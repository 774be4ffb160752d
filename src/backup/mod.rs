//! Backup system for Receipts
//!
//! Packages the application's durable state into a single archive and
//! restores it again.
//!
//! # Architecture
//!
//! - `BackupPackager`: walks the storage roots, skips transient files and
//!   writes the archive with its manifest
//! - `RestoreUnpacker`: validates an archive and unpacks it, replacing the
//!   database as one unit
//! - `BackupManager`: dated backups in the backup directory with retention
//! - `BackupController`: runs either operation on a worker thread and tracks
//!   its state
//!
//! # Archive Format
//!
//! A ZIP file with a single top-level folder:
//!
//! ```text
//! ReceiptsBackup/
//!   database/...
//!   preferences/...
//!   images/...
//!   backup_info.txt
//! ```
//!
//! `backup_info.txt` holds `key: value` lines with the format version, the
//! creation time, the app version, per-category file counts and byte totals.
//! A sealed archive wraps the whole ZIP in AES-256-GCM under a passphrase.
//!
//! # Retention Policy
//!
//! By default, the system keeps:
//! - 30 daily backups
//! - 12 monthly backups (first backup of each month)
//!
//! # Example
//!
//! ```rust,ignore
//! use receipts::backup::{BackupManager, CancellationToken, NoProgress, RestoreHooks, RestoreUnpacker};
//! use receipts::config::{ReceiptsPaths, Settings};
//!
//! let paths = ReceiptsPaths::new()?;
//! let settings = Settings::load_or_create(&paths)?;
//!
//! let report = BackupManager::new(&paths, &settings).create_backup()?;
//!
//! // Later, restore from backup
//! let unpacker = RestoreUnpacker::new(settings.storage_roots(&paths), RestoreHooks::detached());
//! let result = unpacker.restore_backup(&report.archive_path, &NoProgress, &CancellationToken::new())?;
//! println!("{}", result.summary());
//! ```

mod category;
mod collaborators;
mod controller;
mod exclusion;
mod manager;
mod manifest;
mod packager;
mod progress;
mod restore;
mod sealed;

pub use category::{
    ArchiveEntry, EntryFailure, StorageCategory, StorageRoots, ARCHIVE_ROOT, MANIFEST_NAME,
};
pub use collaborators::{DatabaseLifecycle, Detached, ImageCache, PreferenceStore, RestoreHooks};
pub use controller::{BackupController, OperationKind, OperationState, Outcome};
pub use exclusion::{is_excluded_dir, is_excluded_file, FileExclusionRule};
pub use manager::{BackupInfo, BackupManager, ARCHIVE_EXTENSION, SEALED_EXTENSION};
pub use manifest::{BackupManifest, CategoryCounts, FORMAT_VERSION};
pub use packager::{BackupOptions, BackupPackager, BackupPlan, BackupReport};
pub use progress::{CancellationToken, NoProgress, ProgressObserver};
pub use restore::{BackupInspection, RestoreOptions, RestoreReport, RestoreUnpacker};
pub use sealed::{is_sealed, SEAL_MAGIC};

———

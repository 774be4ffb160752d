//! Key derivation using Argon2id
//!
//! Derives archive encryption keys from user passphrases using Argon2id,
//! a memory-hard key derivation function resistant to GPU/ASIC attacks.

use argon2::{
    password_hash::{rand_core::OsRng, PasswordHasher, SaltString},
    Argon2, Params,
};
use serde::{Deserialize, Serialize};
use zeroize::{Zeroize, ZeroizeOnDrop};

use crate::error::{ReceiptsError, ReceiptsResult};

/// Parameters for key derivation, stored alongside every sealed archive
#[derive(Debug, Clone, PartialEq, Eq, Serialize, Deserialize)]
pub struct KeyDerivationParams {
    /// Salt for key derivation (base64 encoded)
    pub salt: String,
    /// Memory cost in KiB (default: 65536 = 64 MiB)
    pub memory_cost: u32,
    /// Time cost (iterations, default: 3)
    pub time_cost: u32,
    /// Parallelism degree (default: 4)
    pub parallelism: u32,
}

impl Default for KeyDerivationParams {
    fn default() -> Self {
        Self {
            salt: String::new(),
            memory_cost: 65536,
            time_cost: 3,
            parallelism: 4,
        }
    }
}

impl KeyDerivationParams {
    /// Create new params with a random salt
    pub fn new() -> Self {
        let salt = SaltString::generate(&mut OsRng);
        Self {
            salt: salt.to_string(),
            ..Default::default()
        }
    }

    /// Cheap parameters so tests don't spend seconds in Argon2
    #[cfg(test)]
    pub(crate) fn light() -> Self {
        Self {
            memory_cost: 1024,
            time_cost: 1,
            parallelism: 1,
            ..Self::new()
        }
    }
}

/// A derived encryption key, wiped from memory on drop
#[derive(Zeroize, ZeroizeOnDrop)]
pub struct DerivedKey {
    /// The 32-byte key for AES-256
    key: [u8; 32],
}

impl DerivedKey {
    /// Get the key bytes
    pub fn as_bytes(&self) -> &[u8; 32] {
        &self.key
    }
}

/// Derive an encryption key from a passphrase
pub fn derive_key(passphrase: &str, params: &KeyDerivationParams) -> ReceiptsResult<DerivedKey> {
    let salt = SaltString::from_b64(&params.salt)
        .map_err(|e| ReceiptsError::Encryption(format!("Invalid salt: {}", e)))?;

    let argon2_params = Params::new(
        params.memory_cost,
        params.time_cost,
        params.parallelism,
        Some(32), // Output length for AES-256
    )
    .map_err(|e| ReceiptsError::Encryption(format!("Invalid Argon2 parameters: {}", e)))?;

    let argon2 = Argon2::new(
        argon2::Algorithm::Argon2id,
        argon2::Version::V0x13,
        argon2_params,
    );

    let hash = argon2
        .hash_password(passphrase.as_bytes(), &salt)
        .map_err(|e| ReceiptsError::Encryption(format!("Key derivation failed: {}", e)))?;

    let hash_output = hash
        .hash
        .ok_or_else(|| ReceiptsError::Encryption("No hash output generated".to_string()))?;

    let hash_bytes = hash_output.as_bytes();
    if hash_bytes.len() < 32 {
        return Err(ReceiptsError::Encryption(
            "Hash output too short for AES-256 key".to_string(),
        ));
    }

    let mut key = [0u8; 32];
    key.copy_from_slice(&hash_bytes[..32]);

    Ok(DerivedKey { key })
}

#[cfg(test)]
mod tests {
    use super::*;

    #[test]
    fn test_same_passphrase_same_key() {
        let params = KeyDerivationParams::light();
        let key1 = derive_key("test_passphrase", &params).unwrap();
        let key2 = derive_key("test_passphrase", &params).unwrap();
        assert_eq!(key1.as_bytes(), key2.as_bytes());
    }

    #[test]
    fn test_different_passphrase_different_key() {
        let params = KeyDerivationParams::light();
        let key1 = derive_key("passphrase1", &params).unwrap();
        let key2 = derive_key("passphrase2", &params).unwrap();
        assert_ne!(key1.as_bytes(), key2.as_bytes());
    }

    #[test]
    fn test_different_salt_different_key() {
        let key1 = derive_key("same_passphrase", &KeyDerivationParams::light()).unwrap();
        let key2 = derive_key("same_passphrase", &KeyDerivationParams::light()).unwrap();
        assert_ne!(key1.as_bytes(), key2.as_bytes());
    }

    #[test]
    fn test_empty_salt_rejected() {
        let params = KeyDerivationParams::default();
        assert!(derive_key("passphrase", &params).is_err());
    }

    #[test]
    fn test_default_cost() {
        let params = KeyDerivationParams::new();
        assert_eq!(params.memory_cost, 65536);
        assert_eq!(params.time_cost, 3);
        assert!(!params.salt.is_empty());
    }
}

———

TASK GOAL
The lines to copy are those above that contain "NoProgress".

PROBLEM SOLUTION
//! use receipts::backup::{BackupManager, CancellationToken, NoProgress, RestoreHooks, RestoreUnpacker};
//! let result = unpacker.restore_backup(&report.archive_path, &NoProgress, &CancellationToken::new())?;
pub use progress::{CancellationToken, NoProgress, ProgressObserver};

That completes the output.